Having studied the background to the policy, and looked at how similar initiatives have played out in the USA, I’ve concluded that the hatred for free schools derives chiefly from political ideology, not educational theory. But of course, the two are very much entangled in public education policy.
Free schools are perceived by many on the left as a kind of privatisation, because they reduce the role of government officials in the provision of education. It is odd that so many on the left have such a naive trust in the effectiveness of unelected bureaucrats, believing that they are the professionals, and the groups of parents and teachers aiming to set up free schools are amateurs, who can’t possibly be trusted with public money. Parents happen to know quite a lot about children actually, possibly a bit more than a twenty-two year old fresh from a programme of progressive indoctrination (also known as a PGCE).
Then there is the horror at the permission to employ ‘unqualified’ teachers. Given the current dominance of anti-educational ideas on most teacher training courses, this is another blow to those who wish to keep our education system dumbed down and patronisingly adapted to what is ‘relevant’ to the disadvantaged.
And of course the teaching unions hate the free school policy, because it allows headteachers more power to set pay and conditions, and even, horror of horrors, to remove an incompetent member of staff.

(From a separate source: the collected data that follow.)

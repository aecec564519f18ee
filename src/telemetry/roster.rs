//! Fixed fleet of monitored machines and their latest analysis state.

use super::{SensorField, SensorReading};
use crate::risk::{assess, ModelMode, RiskAssessment, TaggedScore};
use crate::service::PredictionResponse;
use chrono::{DateTime, Utc};
use serde::{Deserialize, Serialize};

/// Operating-mode cluster assignment passed through from the service for
/// display only; risk scoring never consults it.
#[derive(Debug, Clone, PartialEq, Serialize, Deserialize)]
pub struct ClusterAssignment {
    pub id: i64,
    pub name: Option<String>,
    pub confidence: Option<f64>,
    pub recommendation: Option<String>,
}

/// Latest completed prediction for an asset.
#[derive(Debug, Clone, PartialEq, Serialize, Deserialize)]
pub struct Analysis {
    pub score: TaggedScore,
    pub is_anomaly: bool,
    pub checked_at: DateTime<Utc>,
    pub cluster: Option<ClusterAssignment>,
}

/// A monitored machine. Mutated only by sensor adjustments and completed
/// prediction responses.
#[derive(Debug, Clone, PartialEq, Serialize, Deserialize)]
pub struct Asset {
    pub id: String,
    pub name: String,
    pub probe_id: String,
    pub reading: SensorReading,
    pub analysis: Option<Analysis>,
    /// Last supervised probability, kept across mode switches.
    pub failure_probability: Option<f64>,
}

impl Asset {
    pub fn new(
        id: impl Into<String>,
        name: impl Into<String>,
        probe_id: impl Into<String>,
        reading: SensorReading,
    ) -> Self {
        Self {
            id: id.into(),
            name: name.into(),
            probe_id: probe_id.into(),
            reading,
            analysis: None,
            failure_probability: None,
        }
    }

    /// Adjust one sensor, clamped into its range. This and
    /// [`Asset::apply_prediction`] are the only mutation paths.
    pub fn set_sensor(&mut self, field: SensorField, value: f64) {
        self.reading.set(field, value);
    }

    /// Record a completed prediction. This is the only path that writes the
    /// result fields.
    pub fn apply_prediction(
        &mut self,
        mode: ModelMode,
        response: &PredictionResponse,
        at: DateTime<Utc>,
    ) {
        if mode == ModelMode::Supervised {
            self.failure_probability = Some(response.anomaly_score);
        }
        self.analysis = Some(Analysis {
            score: TaggedScore::new(mode, response.anomaly_score),
            is_anomaly: response.anomalous(),
            checked_at: at,
            cluster: response.cluster(),
        });
    }

    /// Current display assessment. The stored score is interpreted under the
    /// mode it was captured with, not the active one.
    pub fn assessment(&self) -> RiskAssessment {
        let analysis = self.analysis.as_ref();
        assess(analysis.map(|a| a.score), analysis.map(|a| a.is_anomaly))
    }

    pub fn last_checked(&self) -> Option<DateTime<Utc>> {
        self.analysis.as_ref().map(|a| a.checked_at)
    }
}

/// The fixed set of monitored machines. Assets are never added or removed
/// at runtime; callers mutate them in place.
#[derive(Debug, Clone, PartialEq, Serialize, Deserialize)]
pub struct Roster {
    assets: Vec<Asset>,
}

impl Default for Roster {
    fn default() -> Self {
        Self {
            assets: vec![
                Asset::new(
                    "hvac",
                    "HVAC Unit A",
                    "#A1-99",
                    SensorReading {
                        rotational_speed_rpm: 1500.0,
                        process_temperature_k: 305.0,
                        torque_nm: 40.0,
                        tool_wear_min: 0.0,
                    },
                ),
                Asset::new(
                    "pump",
                    "Chilled Water Pump",
                    "#P2-42",
                    SensorReading {
                        rotational_speed_rpm: 1200.0,
                        process_temperature_k: 300.0,
                        torque_nm: 35.0,
                        tool_wear_min: 10.0,
                    },
                ),
                Asset::new(
                    "fan",
                    "Supply Fan Cluster",
                    "#F9-12",
                    SensorReading {
                        rotational_speed_rpm: 1800.0,
                        process_temperature_k: 310.0,
                        torque_nm: 25.0,
                        tool_wear_min: 50.0,
                    },
                ),
            ],
        }
    }
}

impl Roster {
    pub fn get(&self, id: &str) -> Option<&Asset> {
        self.assets.iter().find(|a| a.id == id)
    }

    pub fn get_mut(&mut self, id: &str) -> Option<&mut Asset> {
        self.assets.iter_mut().find(|a| a.id == id)
    }

    pub fn iter(&self) -> impl Iterator<Item = &Asset> {
        self.assets.iter()
    }

    pub fn iter_mut(&mut self) -> impl Iterator<Item = &mut Asset> {
        self.assets.iter_mut()
    }

    pub fn len(&self) -> usize {
        self.assets.len()
    }

    pub fn is_empty(&self) -> bool {
        self.assets.is_empty()
    }
}
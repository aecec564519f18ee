//! Scoring benchmark: raw model score → risk percent and insight tier.

use aurora_console::risk::{assess, risk_percent, Insight, ModelMode, TaggedScore};
use criterion::{black_box, criterion_group, criterion_main, Criterion};

fn bench_risk_percent(c: &mut Criterion) {
    c.bench_function("risk_percent_unsupervised", |b| {
        b.iter(|| risk_percent(ModelMode::Unsupervised, black_box(Some(0.12))))
    });
    c.bench_function("risk_percent_supervised", |b| {
        b.iter(|| risk_percent(ModelMode::Supervised, black_box(Some(0.73))))
    });
}

fn bench_insight_table(c: &mut Criterion) {
    c.bench_function("insight_derive", |b| {
        b.iter(|| Insight::derive(black_box(Some(false)), black_box(45)))
    });
}

fn bench_assess_sweep(c: &mut Criterion) {
    let scores: Vec<f64> = (0..1000).map(|i| -0.5 + i as f64 * 0.001).collect();
    c.bench_function("assess_1000_scores", |b| {
        b.iter(|| {
            for s in &scores {
                let score = TaggedScore::Unsupervised(*s);
                black_box(assess(Some(black_box(score)), Some(false)));
            }
        })
    });
}

criterion_group!(benches, bench_risk_percent, bench_insight_table, bench_assess_sweep);
criterion_main!(benches);
//! Aurora Console — facility health monitoring core.
//!
//! Modular structure:
//! - [`telemetry`] — Asset roster, sensor readings, adjustment ranges
//! - [`service`] — Prediction service HTTP client
//! - [`risk`] — Score normalization and insight derivation
//! - [`history`] — Bounded session buffer of score observations
//! - [`trace`] — History trace geometry and raster rendering
//! - [`logging`] — Structured JSON logging

pub mod config;
pub mod telemetry;
pub mod service;
pub mod risk;
pub mod history;
pub mod trace;
pub mod logging;

pub use config::ConsoleConfig;
pub use history::{HistoryBuffer, ScoreObservation, MAX_HISTORY};
pub use risk::{Insight, ModelMode, RiskAssessment, TaggedScore};
pub use service::{PredictClient, PredictionResponse};
pub use telemetry::{Asset, Roster, SensorReading};
pub use trace::{render, TraceSurface};
pub use logging::StructuredLogger;
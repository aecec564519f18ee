//! JSON log lines: one JSON object per line (ndjson) for ingestion and audit.

use crate::config::LogConfig;
use serde::Serialize;
use std::io::Write;
use tracing_subscriber::fmt::format::FmtSpan;
use tracing_subscriber::layer::SubscriberExt;
use tracing_subscriber::util::SubscriberInitExt;
use tracing_subscriber::EnvFilter;

/// Per-asset summary line emitted after an analysis cycle.
#[derive(Serialize)]
pub struct AssessmentLine<'a> {
    pub asset_id: &'a str,
    pub name: &'a str,
    pub probe_id: &'a str,
    pub risk_percent: i32,
    pub insight: &'a str,
    pub checked: String,
    #[serde(skip_serializing_if = "Option::is_none")]
    pub is_anomaly: Option<bool>,
    #[serde(skip_serializing_if = "Option::is_none")]
    pub failure_probability: Option<f64>,
    #[serde(skip_serializing_if = "Option::is_none")]
    pub cluster_name: Option<&'a str>,
}

/// Initialize tracing with JSON format (one JSON object per line)
pub struct StructuredLogger;

impl StructuredLogger {
    /// Install global subscriber: JSON lines to stdout, level from RUST_LOG or config.
    pub fn init(config: &LogConfig) {
        let filter =
            EnvFilter::try_from_default_env().unwrap_or_else(|_| EnvFilter::new(&config.level));
        if config.json {
            let fmt = tracing_subscriber::fmt::layer()
                .json()
                .with_span_events(FmtSpan::NONE)
                .with_writer(std::io::stdout);
            tracing_subscriber::registry().with(filter).with(fmt).init();
        } else {
            tracing_subscriber::registry()
                .with(filter)
                .with(tracing_subscriber::fmt::layer().with_writer(std::io::stdout))
                .init();
        }
    }

    /// Emit a single structured line (e.g. a cycle summary) without going through tracing
    pub fn emit_json(event: &impl Serialize, w: &mut impl Write) {
        if let Ok(line) = serde_json::to_string(event) {
            let _ = writeln!(w, "{}", line);
        }
    }
}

Here we have a measure of local, personal accountability being introduced to a profession in which virtually none existed before, and I suppose that is always going to make some people uncomfortable.
Actually, it seems to me that Gove knew his enemies when he initiated this policy. He had read his E D Hirsch, and he knew that until the power centres of progressive ideology were undermined, there would be little progress towards a proper education for all. Those power centres are local education authorities, university education departments and teaching unions. The growth of free schools and academies significantly undermines the stifling grip of all three.
It may be that there will come a day when we can rebuild our education system in a more systematic way based on a consensus in favour of actually teaching children something. But right now, education is a battleground, and a certain amount of creative destruction is necessary before we can move forward.